[Dataset excerpts]
^^^^^^^^

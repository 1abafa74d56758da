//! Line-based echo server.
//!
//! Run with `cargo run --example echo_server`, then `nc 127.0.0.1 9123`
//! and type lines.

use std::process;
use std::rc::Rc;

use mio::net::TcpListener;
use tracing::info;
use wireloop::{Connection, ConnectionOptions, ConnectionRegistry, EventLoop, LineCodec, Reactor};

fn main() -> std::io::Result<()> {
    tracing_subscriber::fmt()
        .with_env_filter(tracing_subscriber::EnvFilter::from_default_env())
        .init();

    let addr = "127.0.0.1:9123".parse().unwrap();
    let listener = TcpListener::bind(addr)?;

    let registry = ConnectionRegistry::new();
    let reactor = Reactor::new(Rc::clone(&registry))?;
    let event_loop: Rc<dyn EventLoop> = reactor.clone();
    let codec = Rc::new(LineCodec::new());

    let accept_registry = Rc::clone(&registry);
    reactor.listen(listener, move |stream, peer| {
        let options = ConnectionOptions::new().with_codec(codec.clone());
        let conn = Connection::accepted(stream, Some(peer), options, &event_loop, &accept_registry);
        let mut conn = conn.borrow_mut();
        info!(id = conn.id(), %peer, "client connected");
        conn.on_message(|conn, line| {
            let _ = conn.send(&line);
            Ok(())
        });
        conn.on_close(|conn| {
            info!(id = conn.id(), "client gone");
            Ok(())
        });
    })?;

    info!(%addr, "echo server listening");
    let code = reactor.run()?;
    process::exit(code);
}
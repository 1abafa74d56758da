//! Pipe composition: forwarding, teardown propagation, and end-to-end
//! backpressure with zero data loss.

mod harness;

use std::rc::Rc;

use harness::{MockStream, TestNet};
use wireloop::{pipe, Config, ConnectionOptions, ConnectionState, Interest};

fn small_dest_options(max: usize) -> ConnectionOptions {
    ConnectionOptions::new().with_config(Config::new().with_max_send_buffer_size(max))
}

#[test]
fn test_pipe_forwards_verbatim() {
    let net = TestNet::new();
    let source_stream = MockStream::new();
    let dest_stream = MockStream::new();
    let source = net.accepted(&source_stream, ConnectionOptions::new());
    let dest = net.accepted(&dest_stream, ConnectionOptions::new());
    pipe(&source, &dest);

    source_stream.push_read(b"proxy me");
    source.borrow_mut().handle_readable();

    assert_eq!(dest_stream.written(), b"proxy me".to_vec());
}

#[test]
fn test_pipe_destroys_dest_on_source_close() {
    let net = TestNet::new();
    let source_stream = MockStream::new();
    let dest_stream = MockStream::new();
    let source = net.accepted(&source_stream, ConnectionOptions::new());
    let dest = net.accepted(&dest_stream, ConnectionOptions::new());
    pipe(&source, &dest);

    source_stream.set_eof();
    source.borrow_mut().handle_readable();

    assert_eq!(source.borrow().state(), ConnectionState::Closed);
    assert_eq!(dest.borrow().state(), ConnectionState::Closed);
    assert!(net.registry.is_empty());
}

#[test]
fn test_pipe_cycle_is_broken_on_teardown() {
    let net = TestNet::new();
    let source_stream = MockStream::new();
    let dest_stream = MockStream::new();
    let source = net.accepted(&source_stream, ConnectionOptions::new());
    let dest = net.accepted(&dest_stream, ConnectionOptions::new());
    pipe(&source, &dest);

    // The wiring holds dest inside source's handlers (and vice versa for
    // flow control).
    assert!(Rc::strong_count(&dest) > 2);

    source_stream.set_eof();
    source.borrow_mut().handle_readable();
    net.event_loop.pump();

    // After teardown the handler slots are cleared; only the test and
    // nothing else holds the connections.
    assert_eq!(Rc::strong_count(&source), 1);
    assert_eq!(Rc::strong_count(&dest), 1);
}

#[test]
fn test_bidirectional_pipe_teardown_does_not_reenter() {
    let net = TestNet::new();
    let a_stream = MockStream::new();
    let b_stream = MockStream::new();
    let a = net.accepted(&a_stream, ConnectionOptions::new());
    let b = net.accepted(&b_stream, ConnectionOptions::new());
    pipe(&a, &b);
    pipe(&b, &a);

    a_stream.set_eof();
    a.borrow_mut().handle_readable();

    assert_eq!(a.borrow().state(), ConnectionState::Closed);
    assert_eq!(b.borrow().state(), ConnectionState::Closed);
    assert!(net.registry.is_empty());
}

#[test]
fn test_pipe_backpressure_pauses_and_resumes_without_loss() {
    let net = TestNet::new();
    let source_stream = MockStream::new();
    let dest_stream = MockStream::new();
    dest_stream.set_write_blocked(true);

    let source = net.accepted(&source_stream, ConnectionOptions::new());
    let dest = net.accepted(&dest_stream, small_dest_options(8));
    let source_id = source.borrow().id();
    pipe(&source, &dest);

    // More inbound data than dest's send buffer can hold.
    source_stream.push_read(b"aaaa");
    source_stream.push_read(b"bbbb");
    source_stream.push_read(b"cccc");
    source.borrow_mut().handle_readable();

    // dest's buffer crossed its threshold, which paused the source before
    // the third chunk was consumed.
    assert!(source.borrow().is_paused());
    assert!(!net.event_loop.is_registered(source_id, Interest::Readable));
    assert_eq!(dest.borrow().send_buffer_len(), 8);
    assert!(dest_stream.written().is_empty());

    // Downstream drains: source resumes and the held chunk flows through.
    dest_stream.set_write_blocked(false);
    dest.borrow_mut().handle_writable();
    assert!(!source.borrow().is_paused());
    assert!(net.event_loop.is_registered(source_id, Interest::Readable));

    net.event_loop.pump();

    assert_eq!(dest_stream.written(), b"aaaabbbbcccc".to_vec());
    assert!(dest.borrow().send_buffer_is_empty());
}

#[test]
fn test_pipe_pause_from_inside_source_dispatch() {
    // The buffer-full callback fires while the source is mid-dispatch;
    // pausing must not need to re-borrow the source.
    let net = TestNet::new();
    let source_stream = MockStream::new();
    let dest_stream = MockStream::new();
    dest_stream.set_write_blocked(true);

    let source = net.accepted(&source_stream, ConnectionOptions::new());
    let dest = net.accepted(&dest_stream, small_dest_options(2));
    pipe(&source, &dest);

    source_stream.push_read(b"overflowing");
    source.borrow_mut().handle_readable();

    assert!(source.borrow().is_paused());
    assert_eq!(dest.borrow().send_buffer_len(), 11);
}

^^^^^^^^

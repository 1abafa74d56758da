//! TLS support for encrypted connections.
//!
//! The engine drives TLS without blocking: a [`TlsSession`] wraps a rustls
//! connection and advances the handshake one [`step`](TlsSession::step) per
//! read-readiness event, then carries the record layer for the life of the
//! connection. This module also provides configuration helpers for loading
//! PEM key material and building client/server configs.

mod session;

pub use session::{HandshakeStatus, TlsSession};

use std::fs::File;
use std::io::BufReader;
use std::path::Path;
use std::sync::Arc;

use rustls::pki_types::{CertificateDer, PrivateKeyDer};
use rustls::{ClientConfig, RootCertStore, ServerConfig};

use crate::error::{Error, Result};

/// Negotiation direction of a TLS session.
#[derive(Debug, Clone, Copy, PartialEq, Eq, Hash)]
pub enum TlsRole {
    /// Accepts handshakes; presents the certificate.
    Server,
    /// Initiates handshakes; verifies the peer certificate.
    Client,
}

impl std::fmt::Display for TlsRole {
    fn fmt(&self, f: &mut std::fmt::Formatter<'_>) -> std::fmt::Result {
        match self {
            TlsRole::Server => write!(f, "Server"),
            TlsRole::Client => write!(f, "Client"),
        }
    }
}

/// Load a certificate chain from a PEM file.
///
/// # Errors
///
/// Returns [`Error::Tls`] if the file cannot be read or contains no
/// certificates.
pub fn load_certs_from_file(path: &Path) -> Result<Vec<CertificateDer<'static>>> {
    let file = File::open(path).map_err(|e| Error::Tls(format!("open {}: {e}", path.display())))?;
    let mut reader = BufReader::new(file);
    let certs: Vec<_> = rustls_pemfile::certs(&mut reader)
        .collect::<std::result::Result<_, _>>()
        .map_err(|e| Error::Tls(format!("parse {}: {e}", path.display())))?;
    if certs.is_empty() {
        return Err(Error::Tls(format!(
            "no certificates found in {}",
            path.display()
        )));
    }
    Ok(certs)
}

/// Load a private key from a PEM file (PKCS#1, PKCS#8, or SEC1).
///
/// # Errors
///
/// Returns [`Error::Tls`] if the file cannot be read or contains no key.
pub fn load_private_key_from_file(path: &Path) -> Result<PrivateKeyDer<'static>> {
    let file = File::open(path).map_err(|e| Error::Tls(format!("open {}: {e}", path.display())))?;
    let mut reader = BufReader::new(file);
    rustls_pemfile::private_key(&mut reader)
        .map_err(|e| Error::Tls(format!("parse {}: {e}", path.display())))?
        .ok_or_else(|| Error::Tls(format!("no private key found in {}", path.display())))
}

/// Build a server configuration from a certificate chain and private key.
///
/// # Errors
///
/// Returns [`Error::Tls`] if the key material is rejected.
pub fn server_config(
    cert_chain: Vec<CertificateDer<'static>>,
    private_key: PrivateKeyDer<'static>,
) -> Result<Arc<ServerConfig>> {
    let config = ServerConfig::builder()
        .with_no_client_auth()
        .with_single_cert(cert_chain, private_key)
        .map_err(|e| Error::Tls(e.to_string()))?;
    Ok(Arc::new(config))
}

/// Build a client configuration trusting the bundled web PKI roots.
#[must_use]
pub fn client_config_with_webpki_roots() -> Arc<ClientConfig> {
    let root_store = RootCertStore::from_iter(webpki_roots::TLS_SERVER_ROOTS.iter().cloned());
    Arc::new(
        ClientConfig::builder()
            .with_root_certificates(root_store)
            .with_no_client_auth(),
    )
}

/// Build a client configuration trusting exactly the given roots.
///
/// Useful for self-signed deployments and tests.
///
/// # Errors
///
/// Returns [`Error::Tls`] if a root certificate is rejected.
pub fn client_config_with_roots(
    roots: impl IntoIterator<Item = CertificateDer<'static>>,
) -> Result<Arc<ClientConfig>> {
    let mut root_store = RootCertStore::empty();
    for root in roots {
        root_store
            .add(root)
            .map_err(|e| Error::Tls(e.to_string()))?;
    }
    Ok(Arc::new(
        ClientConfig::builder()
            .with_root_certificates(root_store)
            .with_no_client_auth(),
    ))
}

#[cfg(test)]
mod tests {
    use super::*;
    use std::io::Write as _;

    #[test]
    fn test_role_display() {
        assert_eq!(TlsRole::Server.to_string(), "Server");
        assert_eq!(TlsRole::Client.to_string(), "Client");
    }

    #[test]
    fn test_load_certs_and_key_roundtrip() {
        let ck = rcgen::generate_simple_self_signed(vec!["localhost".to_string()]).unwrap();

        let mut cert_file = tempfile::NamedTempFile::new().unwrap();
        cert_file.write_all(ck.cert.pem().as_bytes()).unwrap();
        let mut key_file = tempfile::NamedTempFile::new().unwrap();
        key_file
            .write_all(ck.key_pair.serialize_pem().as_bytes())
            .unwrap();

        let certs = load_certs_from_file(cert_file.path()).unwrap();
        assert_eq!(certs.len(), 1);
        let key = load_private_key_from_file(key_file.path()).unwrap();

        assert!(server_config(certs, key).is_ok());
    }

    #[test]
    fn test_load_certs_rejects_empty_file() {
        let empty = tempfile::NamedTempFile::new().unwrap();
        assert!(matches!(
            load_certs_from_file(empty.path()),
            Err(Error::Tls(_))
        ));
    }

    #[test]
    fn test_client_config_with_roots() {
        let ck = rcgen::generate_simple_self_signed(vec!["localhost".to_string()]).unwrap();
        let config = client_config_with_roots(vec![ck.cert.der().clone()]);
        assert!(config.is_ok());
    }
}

^^^^^^^^

[ASSIGNMENT]: Where a line of the records holds the word "ServerConfig", copy that line.

[TASK SOLUTION]:
use rustls::{ClientConfig, RootCertStore, ServerConfig};
) -> Result<Arc<ServerConfig>> {
    let config = ServerConfig::builder()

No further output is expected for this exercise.